(Collected data)
* * * * * * *
use crate::binding::SlotIndex;

const DEFAULT_MAX_SLOT_INDEX: SlotIndex = 0xffff;

/// Registry-wide limits and misuse policy.
///
/// Every side table keeps a copy of the configuration it was created under.
#[derive(Copy, Clone, Debug, Eq, PartialEq)]
pub struct RegistryConfig {
    /// Highest property slot index a binding may occupy.
    pub max_slot_index: SlotIndex,
    /// Panic on programming errors instead of logging and returning them.
    pub strict: bool,
}

impl RegistryConfig {
    pub const fn new(max_slot_index: SlotIndex, strict: bool) -> Self {
        Self {
            max_slot_index,
            strict,
        }
    }

    pub fn with_max_slot_index(mut self, max_slot_index: SlotIndex) -> Self {
        self.max_slot_index = max_slot_index;
        self
    }

    pub fn with_strict(mut self, strict: bool) -> Self {
        self.strict = strict;
        self
    }
}

impl Default for RegistryConfig {
    fn default() -> Self {
        Self::new(DEFAULT_MAX_SLOT_INDEX, cfg!(debug_assertions))
    }
}
//! Active-binding bookkeeping for one host object.
//!
//! Invariants:
//! - At most one binding record per property slot.
//! - Bit `i` of `bits` is set iff `records` holds a record for slot `i`.
//! - Records are owned by the list; removing one hands ownership back.

use crate::bitset::BitSet;
use crate::list::{SinglyLinkedList, SinglyLinkedListLink, intrusive_adapter};

/// Dense property slot index assigned by the host type's static metadata.
pub type SlotIndex = u32;

/// Why a binding lost its slot.
#[derive(Copy, Clone, Debug, Eq, PartialEq)]
pub enum DetachReason {
    /// Another binding was attached to the same slot.
    Superseded,
    /// The host object was destroyed.
    TargetDestroyed,
    /// The context the host was created in was torn down.
    ContextDestroyed,
}

/// An active binding expression occupying one property slot.
///
/// Evaluation is out of scope here; the side table only tracks which slot a
/// binding holds and tells it when it is forced off that slot.
pub trait Binding {
    fn detached(&mut self, reason: DetachReason);
}

struct BindingRecord {
    link: SinglyLinkedListLink,
    slot: SlotIndex,
    binding: Box<dyn Binding>,
}

intrusive_adapter!(BindingAdapter = Box<BindingRecord>: BindingRecord { link: SinglyLinkedListLink });

pub(crate) struct BindingList {
    records: SinglyLinkedList<BindingAdapter>,
    bits: BitSet,
}

impl BindingList {
    pub(crate) fn new() -> Self {
        Self {
            records: SinglyLinkedList::new(BindingAdapter::new()),
            bits: BitSet::new(),
        }
    }

    #[inline]
    pub(crate) fn has(&self, slot: SlotIndex) -> bool {
        self.bits.test(slot as usize)
    }

    pub(crate) fn len(&self) -> usize {
        self.bits.count_ones()
    }

    /// Links `binding` at the head. Returns the previous occupant of `slot`,
    /// which the caller must signal as superseded.
    pub(crate) fn insert(&mut self, slot: SlotIndex, binding: Box<dyn Binding>) -> Option<Box<dyn Binding>> {
        let previous = self.remove(slot);
        self.bits.set(slot as usize);
        self.records.push_front(Box::new(BindingRecord {
            link: SinglyLinkedListLink::new(),
            slot,
            binding,
        }));
        previous
    }

    pub(crate) fn remove(&mut self, slot: SlotIndex) -> Option<Box<dyn Binding>> {
        if !self.has(slot) {
            return None;
        }
        let mut cursor = self.records.cursor_mut();
        loop {
            let hit = match cursor.peek_next().get() {
                Some(record) => record.slot == slot,
                None => break,
            };
            if hit {
                let record = cursor.remove_next()?;
                self.bits.clear(slot as usize);
                return Some(record.binding);
            }
            cursor.move_next();
        }
        debug_assert!(false, "binding bit {slot} set without a record");
        self.bits.clear(slot as usize);
        None
    }

    /// Unlinks the most recently attached binding together with its slot.
    pub(crate) fn pop(&mut self) -> Option<(SlotIndex, Box<dyn Binding>)> {
        let record = self.records.pop_front()?;
        self.bits.clear(record.slot as usize);
        Some((record.slot, record.binding))
    }

    pub(crate) fn get(&self, slot: SlotIndex) -> Option<&dyn Binding> {
        if !self.has(slot) {
            return None;
        }
        self.records
            .iter()
            .find(|record| record.slot == slot)
            .map(|record| &*record.binding)
    }

    pub(crate) fn slots(&self) -> impl Iterator<Item = SlotIndex> + '_ {
        self.records.iter().map(|record| record.slot)
    }
}

#[cfg(all(test, not(miri)))]
mod tests {
    use super::*;
    use std::cell::RefCell;
    use std::rc::Rc;

    type Log = Rc<RefCell<Vec<(&'static str, DetachReason)>>>;

    struct Recorder {
        name: &'static str,
        log: Log,
    }

    impl Binding for Recorder {
        fn detached(&mut self, reason: DetachReason) {
            self.log.borrow_mut().push((self.name, reason));
        }
    }

    fn recorder(name: &'static str, log: &Log) -> Box<dyn Binding> {
        Box::new(Recorder {
            name,
            log: Rc::clone(log),
        })
    }

    #[test]
    fn insert_sets_bit_and_remove_clears_it() {
        let log = Log::default();
        let mut list = BindingList::new();
        assert!(list.insert(3, recorder("a", &log)).is_none());
        assert!(list.has(3));
        assert!(!list.has(2));
        assert_eq!(list.len(), 1);

        assert!(list.remove(3).is_some());
        assert!(!list.has(3));
        assert_eq!(list.len(), 0);
        assert!(list.remove(3).is_none());
        assert!(log.borrow().is_empty());
    }

    #[test]
    fn second_insert_returns_previous_occupant() {
        let log = Log::default();
        let mut list = BindingList::new();
        list.insert(7, recorder("first", &log));
        let mut previous = list.insert(7, recorder("second", &log)).expect("occupant");
        previous.detached(DetachReason::Superseded);
        assert_eq!(log.borrow().as_slice(), &[("first", DetachReason::Superseded)]);
        assert_eq!(list.len(), 1);
        assert_eq!(list.slots().collect::<Vec<_>>(), vec![7]);
    }

    #[test]
    fn pop_drains_newest_first() {
        let log = Log::default();
        let mut list = BindingList::new();
        for slot in [1, 40, 2] {
            list.insert(slot, recorder("x", &log));
        }
        let mut drained = Vec::new();
        while let Some((slot, _)) = list.pop() {
            drained.push(slot);
        }
        assert_eq!(drained, vec![2, 40, 1]);
        assert_eq!(list.len(), 0);
        assert_eq!(list.bits.capacity(), 64);
    }
}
* * * * * * *
Exercise prompt: Could the data above be returned exactly as it stands?

Solution to this problem:
use crate::binding::SlotIndex;

const DEFAULT_MAX_SLOT_INDEX: SlotIndex = 0xffff;

/// Registry-wide limits and misuse policy.
///
/// Every side table keeps a copy of the configuration it was created under.
#[derive(Copy, Clone, Debug, Eq, PartialEq)]
pub struct RegistryConfig {
    /// Highest property slot index a binding may occupy.
    pub max_slot_index: SlotIndex,
    /// Panic on programming errors instead of logging and returning them.
    pub strict: bool,
}

impl RegistryConfig {
    pub const fn new(max_slot_index: SlotIndex, strict: bool) -> Self {
        Self {
            max_slot_index,
            strict,
        }
    }

    pub fn with_max_slot_index(mut self, max_slot_index: SlotIndex) -> Self {
        self.max_slot_index = max_slot_index;
        self
    }

    pub fn with_strict(mut self, strict: bool) -> Self {
        self.strict = strict;
        self
    }
}

impl Default for RegistryConfig {
    fn default() -> Self {
        Self::new(DEFAULT_MAX_SLOT_INDEX, cfg!(debug_assertions))
    }
}
//! Active-binding bookkeeping for one host object.
//!
//! Invariants:
//! - At most one binding record per property slot.
//! - Bit `i` of `bits` is set iff `records` holds a record for slot `i`.
//! - Records are owned by the list; removing one hands ownership back.

use crate::bitset::BitSet;
use crate::list::{SinglyLinkedList, SinglyLinkedListLink, intrusive_adapter};

/// Dense property slot index assigned by the host type's static metadata.
pub type SlotIndex = u32;

/// Why a binding lost its slot.
#[derive(Copy, Clone, Debug, Eq, PartialEq)]
pub enum DetachReason {
    /// Another binding was attached to the same slot.
    Superseded,
    /// The host object was destroyed.
    TargetDestroyed,
    /// The context the host was created in was torn down.
    ContextDestroyed,
}

/// An active binding expression occupying one property slot.
///
/// Evaluation is out of scope here; the side table only tracks which slot a
/// binding holds and tells it when it is forced off that slot.
pub trait Binding {
    fn detached(&mut self, reason: DetachReason);
}

struct BindingRecord {
    link: SinglyLinkedListLink,
    slot: SlotIndex,
    binding: Box<dyn Binding>,
}

intrusive_adapter!(BindingAdapter = Box<BindingRecord>: BindingRecord { link: SinglyLinkedListLink });

pub(crate) struct BindingList {
    records: SinglyLinkedList<BindingAdapter>,
    bits: BitSet,
}

impl BindingList {
    pub(crate) fn new() -> Self {
        Self {
            records: SinglyLinkedList::new(BindingAdapter::new()),
            bits: BitSet::new(),
        }
    }

    #[inline]
    pub(crate) fn has(&self, slot: SlotIndex) -> bool {
        self.bits.test(slot as usize)
    }

    pub(crate) fn len(&self) -> usize {
        self.bits.count_ones()
    }

    /// Links `binding` at the head. Returns the previous occupant of `slot`,
    /// which the caller must signal as superseded.
    pub(crate) fn insert(&mut self, slot: SlotIndex, binding: Box<dyn Binding>) -> Option<Box<dyn Binding>> {
        let previous = self.remove(slot);
        self.bits.set(slot as usize);
        self.records.push_front(Box::new(BindingRecord {
            link: SinglyLinkedListLink::new(),
            slot,
            binding,
        }));
        previous
    }

    pub(crate) fn remove(&mut self, slot: SlotIndex) -> Option<Box<dyn Binding>> {
        if !self.has(slot) {
            return None;
        }
        let mut cursor = self.records.cursor_mut();
        loop {
            let hit = match cursor.peek_next().get() {
                Some(record) => record.slot == slot,
                None => break,
            };
            if hit {
                let record = cursor.remove_next()?;
                self.bits.clear(slot as usize);
                return Some(record.binding);
            }
            cursor.move_next();
        }
        debug_assert!(false, "binding bit {slot} set without a record");
        self.bits.clear(slot as usize);
        None
    }

    /// Unlinks the most recently attached binding together with its slot.
    pub(crate) fn pop(&mut self) -> Option<(SlotIndex, Box<dyn Binding>)> {
        let record = self.records.pop_front()?;
        self.bits.clear(record.slot as usize);
        Some((record.slot, record.binding))
    }

    pub(crate) fn get(&self, slot: SlotIndex) -> Option<&dyn Binding> {
        if !self.has(slot) {
            return None;
        }
        self.records
            .iter()
            .find(|record| record.slot == slot)
            .map(|record| &*record.binding)
    }

    pub(crate) fn slots(&self) -> impl Iterator<Item = SlotIndex> + '_ {
        self.records.iter().map(|record| record.slot)
    }
}

#[cfg(all(test, not(miri)))]
mod tests {
    use super::*;
    use std::cell::RefCell;
    use std::rc::Rc;

    type Log = Rc<RefCell<Vec<(&'static str, DetachReason)>>>;

    struct Recorder {
        name: &'static str,
        log: Log,
    }

    impl Binding for Recorder {
        fn detached(&mut self, reason: DetachReason) {
            self.log.borrow_mut().push((self.name, reason));
        }
    }

    fn recorder(name: &'static str, log: &Log) -> Box<dyn Binding> {
        Box::new(Recorder {
            name,
            log: Rc::clone(log),
        })
    }

    #[test]
    fn insert_sets_bit_and_remove_clears_it() {
        let log = Log::default();
        let mut list = BindingList::new();
        assert!(list.insert(3, recorder("a", &log)).is_none());
        assert!(list.has(3));
        assert!(!list.has(2));
        assert_eq!(list.len(), 1);

        assert!(list.remove(3).is_some());
        assert!(!list.has(3));
        assert_eq!(list.len(), 0);
        assert!(list.remove(3).is_none());
        assert!(log.borrow().is_empty());
    }

    #[test]
    fn second_insert_returns_previous_occupant() {
        let log = Log::default();
        let mut list = BindingList::new();
        list.insert(7, recorder("first", &log));
        let mut previous = list.insert(7, recorder("second", &log)).expect("occupant");
        previous.detached(DetachReason::Superseded);
        assert_eq!(log.borrow().as_slice(), &[("first", DetachReason::Superseded)]);
        assert_eq!(list.len(), 1);
        assert_eq!(list.slots().collect::<Vec<_>>(), vec![7]);
    }

    #[test]
    fn pop_drains_newest_first() {
        let log = Log::default();
        let mut list = BindingList::new();
        for slot in [1, 40, 2] {
            list.insert(slot, recorder("x", &log));
        }
        let mut drained = Vec::new();
        while let Some((slot, _)) = list.pop() {
            drained.push(slot);
        }
        assert_eq!(drained, vec![2, 40, 1]);
        assert_eq!(list.len(), 0);
        assert_eq!(list.bits.capacity(), 64);
    }
}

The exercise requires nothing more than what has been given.